That is exactly the reason I paint with a broad brush.

Griff 12-21-2012 03:54 PM

Cuz you need to get the first coat on by noon?

footfootfoot 12-21-2012 03:59 PM

Especially in this weather.

Flint 12-21-2012 04:15 PM

Quote:

Originally Posted by henry quirk (Post 844756)
...
No, I don't think -- ... -- it's possible to "indentify the correct variables ".

So we can 1) act blindly, or 2) do nothing. Or, 3) "stop and think" --BUT WAIT, if we to refuse to consider any systemic flaws in society, then what the hell is there to stop and think about??? Sorry, not trying to mince words, I just don't understand. It sounds like you're objecting to people doing what you prescribe them to do. You want people to stop and think, but you don't them to think "wrong" ideas...? As every person is a variable, you also can't just sweep alternate viewpoints under the rug.

Quote:

Originally Posted by Ibby (Post 844509)
I think the problem here isn't gun laws or mental health support - it's the death-fetishizing, sensationalist, and destructive CULTURE in this country.

This is the most astute observation I've heard in relation to this whole event, and one that cuts closest to the real truth in this, as I see it. This is a super subjective statement and could mean 1,000 different things to 1,000 different people. It meant something to me, and it meant exactly what I've been thinking. In fact, every time the talking heads are talking this issue to death, I think to myslef, THIS, what Ibby has said here, THIS is the problem nobody is talking about.

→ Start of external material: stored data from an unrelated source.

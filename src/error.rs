//! Unified error type.

use std::fmt;

/// Shorthand for results produced by pipelines, handlers and middleware.
pub type Result<T, E = Error> = std::result::Result<T, E>;

/// The error type returned by passage's fallible operations.
///
/// Application-level rejections (401, 404, 422, etc.) are expressed as
/// [`Response`](crate::Response) values returned by middleware, not as
/// `Error`s. This type surfaces the failures a pipeline cannot turn into a
/// response on its own. Nothing inside the chain recovers them: every
/// variant propagates to whoever called [`Pipeline::then`](crate::Pipeline::then).
#[derive(Debug)]
pub enum Error {
    /// `then` was called without a request attached via `send`.
    MissingRequest,
    /// A named middleware entry could not be resolved by the container.
    Resolve(ResolveError),
    /// A named entry resolved to a service that is not a middleware.
    InvalidMiddleware { position: usize, id: String },
    /// A structured handler result could not be encoded as JSON.
    Serialize(serde_json::Error),
    /// Transport or socket failure.
    Io(std::io::Error),
    /// A failure raised by host code: a middleware or the destination.
    Handler(Box<dyn std::error::Error + Send + Sync>),
}

impl Error {
    /// Wraps an arbitrary host error so it can travel up the chain.
    ///
    /// ```rust
    /// use passage::Error;
    ///
    /// let err = Error::custom("token expired");
    /// assert_eq!(err.to_string(), "handler: token expired");
    /// ```
    pub fn custom(err: impl Into<Box<dyn std::error::Error + Send + Sync>>) -> Self {
        Self::Handler(err.into())
    }
}

impl fmt::Display for Error {
    fn fmt(&self, f: &mut fmt::Formatter<'_>) -> fmt::Result {
        match self {
            Self::MissingRequest => f.write_str("no request set on pipeline"),
            Self::Resolve(e) => write!(f, "resolve: {e}"),
            Self::InvalidMiddleware { position, id } => {
                write!(f, "cannot resolve middleware `{id}` at position {position}")
            }
            Self::Serialize(e) => write!(f, "json: {e}"),
            Self::Io(e) => write!(f, "io: {e}"),
            Self::Handler(e) => write!(f, "handler: {e}"),
        }
    }
}

impl std::error::Error for Error {
    fn source(&self) -> Option<&(dyn std::error::Error + 'static)> {
        match self {
            Self::Resolve(e) => Some(e),
            Self::Serialize(e) => Some(e),
            Self::Io(e) => Some(e),
            Self::Handler(e) => Some(e.as_ref()),
            Self::MissingRequest | Self::InvalidMiddleware { .. } => None,
        }
    }
}

impl From<ResolveError> for Error {
    fn from(e: ResolveError) -> Self {
        Self::Resolve(e)
    }
}

impl From<serde_json::Error> for Error {
    fn from(e: serde_json::Error) -> Self {
        Self::Serialize(e)
    }
}

impl From<std::io::Error> for Error {
    fn from(e: std::io::Error) -> Self {
        Self::Io(e)
    }
}

// ── ResolveError ──────────────────────────────────────────────────────────────

/// Why a [`Container`](crate::Container) could not produce a service.
#[derive(Debug, Clone, PartialEq, Eq)]
pub enum ResolveError {
    /// Nothing is registered under the identifier.
    NotFound { id: String },
    /// The identifier matches more than one registration.
    Ambiguous { id: String, candidates: Vec<String> },
}

impl fmt::Display for ResolveError {
    fn fmt(&self, f: &mut fmt::Formatter<'_>) -> fmt::Result {
        match self {
            Self::NotFound { id } => write!(f, "no service registered as `{id}`"),
            Self::Ambiguous { id, candidates } => {
                write!(f, "`{id}` is ambiguous, matches: {}", candidates.join(", "))
            }
        }
    }
}

impl std::error::Error for ResolveError {}

#[cfg(test)]
mod tests {
    use super::*;
    use std::error::Error as _;

    #[test]
    fn display_names_the_failure() {
        let err = Error::InvalidMiddleware { position: 2, id: "auth".into() };
        assert_eq!(err.to_string(), "cannot resolve middleware `auth` at position 2");
        assert_eq!(Error::MissingRequest.to_string(), "no request set on pipeline");
    }

    #[test]
    fn resolve_errors_keep_their_source() {
        let err = Error::from(ResolveError::NotFound { id: "csrf".into() });
        assert_eq!(err.to_string(), "resolve: no service registered as `csrf`");
        assert!(err.source().is_some());
    }

    #[test]
    fn ambiguous_lists_candidates() {
        let err = ResolveError::Ambiguous {
            id: "auth".into(),
            candidates: vec!["Auth".into(), "AUTH".into()],
        };
        assert_eq!(err.to_string(), "`auth` is ambiguous, matches: Auth, AUTH");
    }
}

I think this is because it is prohibitively complex, as you've said, as I've said. But as far as identifying the root cause, I can't disagree that the products of a culture are produced by the culture that produced them, therefore therein lies the problem. It's blatantly obvious, isn't it? I don't understand what the disagreement could be. Here, let me rephrase this, the way I read it:

we must not neglect to consider "...the death-fetishizing, sensationalist, and destructive--" (and other, implied) aspects of the "--CULTURE in this country..." when observing events which occur within the aforementioned culture, AS THEY ARE INEXORABLY LINKED

Ibby 12-21-2012 10:24 PM

you don't even have to agree with my assessment that it's the nexus of white supremacy, patriarchy, heteronormativity, and the basic belief that straight cis white men deserve to rule the world and always get their way is the root cause of how fucked up America is. I'm 100% certain that Flint, as a right-libertarian (i think that's a broadly fair assessment of your politics, as i understand them, taking into account the fact that I'm a left-libertarian/socialist), thinks that white men (and their systemic exploitation and abuse of everyone else) are the core problem with this country.

That doesn't change the fact that we have a violence problem in this country that kills more people every day than a whole year of soldier deaths in our two wars, in domestic violence situations, in robberies, in murders over sex and drugs and money, in accidental shootings, in escalated fights, in gang warfare in and out of prison.
if you don't believe America has a violence problem, you're fucking stupid.
a violence problem is inherently cultural in nature because we're talking about our culture, in which it occurs.

there is room for a very healthy debate on why we have a violence problem - why our country is death-fetishizing (i bet every one of you can talk about the final minutes of at least one victim of this shooting; i bet almost everyone can name the shooter; i bet almost everyone has had the number of victims drilled into their head... that's death-fetishizing, guys), sensationalist (again...), and destructive (thousands of violent deaths sounds destructive to me) - but to argue that it isn't even a problem is disgusting.

Flint 12-21-2012 11:42 PM

Quote:

Originally Posted by Ibby (Post 844829)
if you don't believe America has a violence problem, you're fucking stupid. a violence problem is inherently cultural in nature because we're talking about our culture, in which it occurs.
...
there is room for a very healthy debate on why we have a violence problem ... but to argue that it isn't even a problem is disgusting.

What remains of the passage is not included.